The Freedom of Summer

It’s not the same every year. Some semesters, Schuyler comes off a school year where she had more success than stumbles and more advocates than antagonists. Other years, like perhaps this one, we reach this point in a state of exhaustion and maybe a touch of deflation. But no matter how it goes down, every year we arrive at this point. Summer break, and the freedom that comes with it.

I’m not just talking about the freedom from doing anything that doesn’t involve sleeping late, Netflix or the pool, although that’s certainly the part that Schuyler values. And it’s not even that simple for Schuyler this time. She has summer marching band, which begins this morning with percussion camp and has already provided drama of the “did anyone actually read her IEP?” variety. And she’s helping me deliver a speech at the beginning of August, which promises to be a very big deal. (Would you like to help her out?)

But summer brings freedom from the part of Schuyler’s public school experience that carries so much anxiety in its pockets. She’s free from the stress of mainstream teachers whose commitment to building an inclusive environment is intermittent at best, who perhaps see her as Not Their Job. She’s also free of the ones who should know better, for whom Schuyler is most assuredly Their Job. This has been a frustrating year for my daughter. Her mainstream environment has often presented a struggle just to be taken seriously and to get the accommodations that she requires, and the rest of the time, the idea of inclusion sometimes feels limited to “she eats lunch and walks down the hall with her neurotypical classmates, and they seem to think she’s swell”.

I’m not being entirely fair, and I know that. But unfairness is the currency of the realm for Schuyler.

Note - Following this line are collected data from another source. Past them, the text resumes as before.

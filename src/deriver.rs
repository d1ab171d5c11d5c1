//! Per-frame intensity and distortion parameters.
//!
//! A pure function of `(frame, bursts, config)`: nothing is retained between
//! calls, frames may be queried in any order, and re-querying a frame gives
//! bit-identical output.

use serde::Serialize;

use crate::config::GlitchConfig;
use crate::random::tagged;
use crate::schedule::Burst;

const ATTACK_ENVELOPE: f64 = 0.7;
const DECAY_ENVELOPE: f64 = 0.5;
const PLATEAU_ENVELOPE: f64 = 1.0;
const SCALE_PULSE: f64 = 0.003;

/// Gaussian sigma per unit of blur radius on the offset channels.
const OFFSET_CHANNEL_BLUR: f64 = 0.5;
/// Gaussian sigma per unit of blur radius on the stable green channel.
const STABLE_CHANNEL_BLUR: f64 = 0.3;

#[derive(Debug, Clone, Copy, PartialEq, Default, Serialize)]
pub struct Vec2 {
    pub x: f64,
    pub y: f64,
}

impl Vec2 {
    pub const ZERO: Self = Self { x: 0.0, y: 0.0 };
}

/// Distortion parameters for one frame.
#[derive(Debug, Clone, Copy, PartialEq, Serialize)]
pub struct DerivedParams {
    pub red_offset: Vec2,
    /// Stable reference layer. Always zero.
    pub green_offset: Vec2,
    pub blue_offset: Vec2,
    pub jitter: Vec2,
    pub scale: f64,
    pub blur: f64,
}

impl DerivedParams {
    /// Identity parameters for frames outside every burst.
    pub const NEUTRAL: Self = Self {
        red_offset: Vec2::ZERO,
        green_offset: Vec2::ZERO,
        blue_offset: Vec2::ZERO,
        jitter: Vec2::ZERO,
        scale: 1.0,
        blur: 0.0,
    };

    pub fn is_neutral(&self) -> bool {
        *self == Self::NEUTRAL
    }

    pub fn channel_blur(&self) -> ChannelBlur {
        ChannelBlur {
            red: self.blur * OFFSET_CHANNEL_BLUR,
            green: self.blur * STABLE_CHANNEL_BLUR,
            blue: self.blur * OFFSET_CHANNEL_BLUR,
        }
    }
}

/// Per-channel Gaussian sigma split of the blur radius.
#[derive(Debug, Clone, Copy, PartialEq, Serialize)]
pub struct ChannelBlur {
    pub red: f64,
    pub green: f64,
    pub blue: f64,
}

#[derive(Debug, Clone, Copy, PartialEq, Serialize)]
pub struct GlitchState {
    pub frame: u32,
    pub intensity: f64,
    pub active_burst: Option<Burst>,
    pub params: DerivedParams,
}

impl GlitchState {
    pub fn idle(frame: u32) -> Self {
        Self {
            frame,
            intensity: 0.0,
            active_burst: None,
            params: DerivedParams::NEUTRAL,
        }
    }

    pub fn is_glitching(&self) -> bool {
        self.intensity > 0.0 && self.active_burst.is_some()
    }
}

/// First burst whose half-open interval contains `frame`.
pub fn find_active_burst(frame: u32, bursts: &[Burst]) -> Option<&Burst> {
    bursts
        .iter()
        .take_while(|burst| burst.start_frame <= frame)
        .find(|burst| burst.contains(frame))
}

/// Attack on the first frame, decay on the last (bursts longer than two
/// frames only), plateau in between.
pub fn envelope(local_frame: u32, duration: u32) -> f64 {
    if local_frame == 0 {
        ATTACK_ENVELOPE
    } else if duration > 2 && local_frame == duration - 1 {
        DECAY_ENVELOPE
    } else {
        PLATEAU_ENVELOPE
    }
}

pub fn derive_state(frame: u32, bursts: &[Burst], config: &GlitchConfig) -> GlitchState {
    let Some(burst) = find_active_burst(frame, bursts) else {
        return GlitchState::idle(frame);
    };

    let intensity = burst.peak_intensity * envelope(frame - burst.start_frame, burst.duration);
    if intensity <= 0.0 {
        return GlitchState::idle(frame);
    }

    let frame_seed = burst.burst_seed.wrapping_add(i64::from(frame));
    GlitchState {
        frame,
        intensity,
        active_burst: Some(*burst),
        params: derive_params(intensity, frame_seed, config),
    }
}

fn derive_params(intensity: f64, frame_seed: i64, config: &GlitchConfig) -> DerivedParams {
    let split = config.split_amount;
    let shake = config.jitter_amount;
    let sample = |tag: &str| tagged(tag, frame_seed);

    // Red drifts right and up, blue left and down.
    let red_offset = Vec2 {
        x: intensity * split * (0.8 + sample("r-ox") * 0.4),
        y: intensity * split * 0.3 * (sample("r-oy") - 0.3),
    };
    let blue_offset = Vec2 {
        x: -intensity * split * (0.8 + sample("b-ox") * 0.4),
        y: intensity * split * 0.3 * (sample("b-oy") - 0.7),
    };
    let jitter = Vec2 {
        x: intensity * shake * (sample("jit-x") * 2.0 - 1.0),
        y: intensity * shake * (sample("jit-y") * 2.0 - 1.0),
    };

    DerivedParams {
        red_offset,
        green_offset: Vec2::ZERO,
        blue_offset,
        jitter,
        scale: 1.0 + intensity * SCALE_PULSE * (sample("scale") * 2.0 - 1.0),
        blur: intensity * config.blur_amount,
    }
}

#[cfg(test)]
mod tests {
    use super::*;
    use crate::config::Seed;
    use crate::schedule::{schedule_bursts, DurationRange};

    fn doom_config() -> GlitchConfig {
        GlitchConfig {
            split_amount: 10.0,
            blur_amount: 0.5,
            jitter_amount: 0.5,
            burst_spacing: 10.0,
            burst_duration: DurationRange { min: 10, max: 20 },
            seed: Seed::Int(42),
        }
    }

    fn single_burst(duration: u32) -> Vec<Burst> {
        vec![Burst {
            start_frame: 10,
            duration,
            peak_intensity: 0.8,
            burst_seed: 5,
        }]
    }

    fn assert_close(actual: f64, expected: f64) {
        assert!(
            (actual - expected).abs() < 1e-12,
            "expected {expected}, got {actual}"
        );
    }

    #[test]
    fn idle_frames_are_neutral() {
        let bursts = single_burst(4);
        let state = derive_state(3, &bursts, &doom_config());
        assert_eq!(state.intensity, 0.0);
        assert!(state.active_burst.is_none());
        assert!(state.params.is_neutral());
        assert_eq!(state.params.scale, 1.0);
        assert!(!state.is_glitching());
    }

    #[test]
    fn frame_just_past_burst_is_idle() {
        let bursts = single_burst(4);
        let state = derive_state(14, &bursts, &doom_config());
        assert_eq!(state.intensity, 0.0);
        assert!(state.params.is_neutral());
    }

    #[test]
    fn envelope_attacks_plateaus_and_decays() {
        let bursts = single_burst(5);
        let config = doom_config();
        let intensities: Vec<f64> = (10..15)
            .map(|frame| derive_state(frame, &bursts, &config).intensity)
            .collect();
        assert_eq!(intensities, vec![0.8 * 0.7, 0.8, 0.8, 0.8, 0.8 * 0.5]);
    }

    #[test]
    fn two_frame_burst_has_no_decay() {
        assert_eq!(envelope(0, 2), 0.7);
        assert_eq!(envelope(1, 2), 1.0);
        assert_eq!(envelope(0, 1), 0.7);
        assert_eq!(envelope(2, 3), 0.5);
    }

    #[test]
    fn green_channel_never_moves() {
        let bursts = single_burst(8);
        let config = doom_config();
        for frame in 10..18 {
            let state = derive_state(frame, &bursts, &config);
            assert!(state.is_glitching());
            assert_eq!(state.params.green_offset, Vec2::ZERO);
            assert!(state.params.red_offset.x > 0.0);
            assert!(state.params.blue_offset.x < 0.0);
        }
    }

    #[test]
    fn mid_burst_params_are_locked() {
        let config = doom_config();
        let bursts = schedule_bursts(150, 10.0, config.burst_duration, 42).expect("schedule");
        let state = derive_state(7, &bursts, &config);

        assert_eq!(state.active_burst, Some(bursts[0]));
        assert_eq!(state.intensity, 0.8801831717602908);
        let params = state.params;
        assert_close(params.red_offset.x, 10.039522292877843);
        assert_close(params.red_offset.y, 0.2008059693493231);
        assert_close(params.blue_offset.x, -10.101832073072906);
        assert_close(params.blue_offset.y, 0.435793603027932);
        assert_close(params.jitter.x, 0.01949336778639674);
        assert_close(params.jitter.y, -0.3500003321180308);
        assert_close(params.scale, 1.0008587793775718);
        assert_close(params.blur, 0.4400915858801454);
    }

    #[test]
    fn zero_magnitudes_keep_offsets_flat() {
        let config = GlitchConfig {
            split_amount: 0.0,
            blur_amount: 0.0,
            jitter_amount: 0.0,
            ..doom_config()
        };
        let bursts = single_burst(4);
        let state = derive_state(11, &bursts, &config);
        assert!(state.intensity > 0.0);
        assert_eq!(state.params.red_offset.x, 0.0);
        assert_eq!(state.params.jitter, Vec2::ZERO);
        assert_eq!(state.params.blur, 0.0);
        assert!((state.params.scale - 1.0).abs() <= SCALE_PULSE);
    }

    #[test]
    fn channel_blur_splits_radius() {
        let params = DerivedParams {
            blur: 2.0,
            ..DerivedParams::NEUTRAL
        };
        let blur = params.channel_blur();
        assert_eq!(blur.red, 1.0);
        assert_eq!(blur.blue, 1.0);
        assert_close(blur.green, 0.6);
    }
}
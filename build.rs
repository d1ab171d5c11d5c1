// Embed git hash for --version. No git = "unknown".
fn main() {
    let hash = std::process::Command::new("git")
        .args(["rev-parse", "--short", "HEAD"])
        .output()
        .ok()
        .filter(|output| output.status.success())
        .and_then(|output| String::from_utf8(output.stdout).ok())
        .map(|s| s.trim().to_owned())
        .filter(|s| !s.is_empty())
        .unwrap_or_else(|| "unknown".to_owned());
    println!("cargo:rustc-env=GLITCHLINE_GIT_HASH={hash}");
    println!("cargo:rerun-if-changed=.git/HEAD");
}
//! Scoped rollback/commit boundary over a ledger
//!
//! Multi-step transfers must be all-or-nothing: a partially delivered
//! batch is irrecoverable, since the caller cannot retry without paying
//! already-reached recipients twice. Every applied entry is journaled;
//! dropping the transaction without committing replays the journal in
//! reverse, restoring the pre-transaction balances.

use crate::crypto::Address;
use crate::ledger::ledger::Ledger;
use crate::wallet::WalletError;

enum JournalEntry {
    Credited(Address, u128),
    Debited(Address, u128),
}

/// An in-flight, revertable sequence of ledger mutations
pub struct LedgerTransaction<'a, L: Ledger + ?Sized> {
    ledger: &'a mut L,
    journal: Vec<JournalEntry>,
    committed: bool,
}

impl<'a, L: Ledger + ?Sized> LedgerTransaction<'a, L> {
    /// Open a transaction over the ledger
    pub fn new(ledger: &'a mut L) -> Self {
        Self {
            ledger,
            journal: Vec::new(),
            committed: false,
        }
    }

    /// Credit within the transaction; journaled for rollback
    pub fn credit(&mut self, address: &Address, value: u128) -> Result<(), WalletError> {
        self.ledger.credit(address, value)?;
        self.journal.push(JournalEntry::Credited(*address, value));
        Ok(())
    }

    /// Debit within the transaction; journaled for rollback
    pub fn debit(&mut self, address: &Address, value: u128) -> Result<(), WalletError> {
        self.ledger.debit(address, value)?;
        self.journal.push(JournalEntry::Debited(*address, value));
        Ok(())
    }

    /// Make every journaled mutation permanent
    pub fn commit(mut self) {
        self.committed = true;
    }
}

impl<L: Ledger + ?Sized> Drop for LedgerTransaction<'_, L> {
    fn drop(&mut self) {
        if self.committed {
            return;
        }
        for entry in self.journal.drain(..).rev() {
            let result = match entry {
                JournalEntry::Credited(address, value) => self.ledger.debit(&address, value),
                JournalEntry::Debited(address, value) => self.ledger.credit(&address, value),
            };
            if let Err(e) = result {
                // A journaled entry applied once, so its inverse must apply
                log::error!("ledger rollback entry failed: {}", e);
            }
        }
    }
}

#[cfg(test)]
mod tests {
    use super::*;
    use crate::crypto::KeyPair;
    use crate::ledger::memory::MemoryLedger;

    fn addr() -> Address {
        KeyPair::generate().address()
    }

    #[test]
    fn test_commit_keeps_mutations() {
        let mut ledger = MemoryLedger::new();
        let (a, b) = (addr(), addr());
        ledger.deposit(&a, 100).unwrap();

        let mut tx = LedgerTransaction::new(&mut ledger);
        tx.debit(&a, 40).unwrap();
        tx.credit(&b, 40).unwrap();
        tx.commit();

        assert_eq!(ledger.balance(&a), 60);
        assert_eq!(ledger.balance(&b), 40);
    }

    #[test]
    fn test_drop_without_commit_rolls_back() {
        let mut ledger = MemoryLedger::new();
        let (a, b) = (addr(), addr());
        ledger.deposit(&a, 100).unwrap();

        {
            let mut tx = LedgerTransaction::new(&mut ledger);
            tx.debit(&a, 40).unwrap();
            tx.credit(&b, 40).unwrap();
            // dropped here without commit
        }

        assert_eq!(ledger.balance(&a), 100);
        assert_eq!(ledger.balance(&b), 0);
    }

    #[test]
    fn test_failed_entry_is_not_journaled() {
        let mut ledger = MemoryLedger::new();
        let (a, rejecting) = (addr(), addr());
        ledger.deposit(&a, 100).unwrap();
        ledger.set_rejecting(&rejecting, true);

        {
            let mut tx = LedgerTransaction::new(&mut ledger);
            tx.debit(&a, 40).unwrap();
            assert!(tx.credit(&rejecting, 40).is_err());
        }

        // Only the debit was journaled and it was rolled back
        assert_eq!(ledger.balance(&a), 100);
        assert_eq!(ledger.balance(&rejecting), 0);
    }
}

I spend a few pennies of it myself from time to time.

Schuyler once loved going to school. In her elementary years, she loved attending school like the nerdiest little nerdling in the world. That’s probably true of a lot of neurotypical kids who ultimately fall out of love with school when they get to middle school and high school. But it’s also true that in elementary school, she had a strong special education support environment focused on her class’s use of assistive technology and its integration into a mainstream environment, and now those supports are largely gone.

School has become less challenging for her in high school, with almost no homework coming home and very little exposure to her neurotypical classmates. Even band has been gently discouraged by her team, who would like to see her put in a Partners PE class or a Small Animal Science class (Hamsters 101). I guess we’ve arrived at that point in her academic career where “You can do whatever you choose with your life” has begun to transition to “You could maybe get a job at PetCo cleaning out gerbil cages”.

And I get why that makes sense to her school. I really do. But I still overbelieve, and I continue to hope for teachers to come along who do the same. They’ve been in short supply of late.

Summer releases her from that, and from the standardized testing that doesn’t make a lick of sense for Schuyler or her special education classmates. She’s free of the social anxiety that grips her a bit more tightly every year, like a snake. This year, she elected, with unwavering conviction, not to attend the annual band banquet, and we didn’t push it this time. Something in her eyes said “Please don’t make me do this.”

Summer is Schuyler’s time to be herself. She doesn’t know what that means, not exactly, and there is always the possibility of change, something that scares the adults in her life a lot more than it scares her. But given her own space and her own pace, she’s got a pretty fair chance of beginning to put all the pieces together, and preparing for the chaotic and unpredictable life that awaits her.

As if to bring home the point, yesterday as I was writing this, I took a break to get the mail. There they were, Schuyler’s STAAR test results. STAAR is Texas’s version of No Child Left Behind testing, and it has been a particular bugbear to kids like Schuyler this year. It stressed her out, and for no good reason at all. I took the results and I didn’t show them to her. She already knew how she’d done on them, and right or wrong, I didn’t want her to spend another second of her life letting them bring her low. As she played MarioKarts, I quietly filed them in an appropriate place.

And then I picked up a Wii controller and joined her.

FullSizeRender 2(STAAR test assessment results, receiving their own assessment.)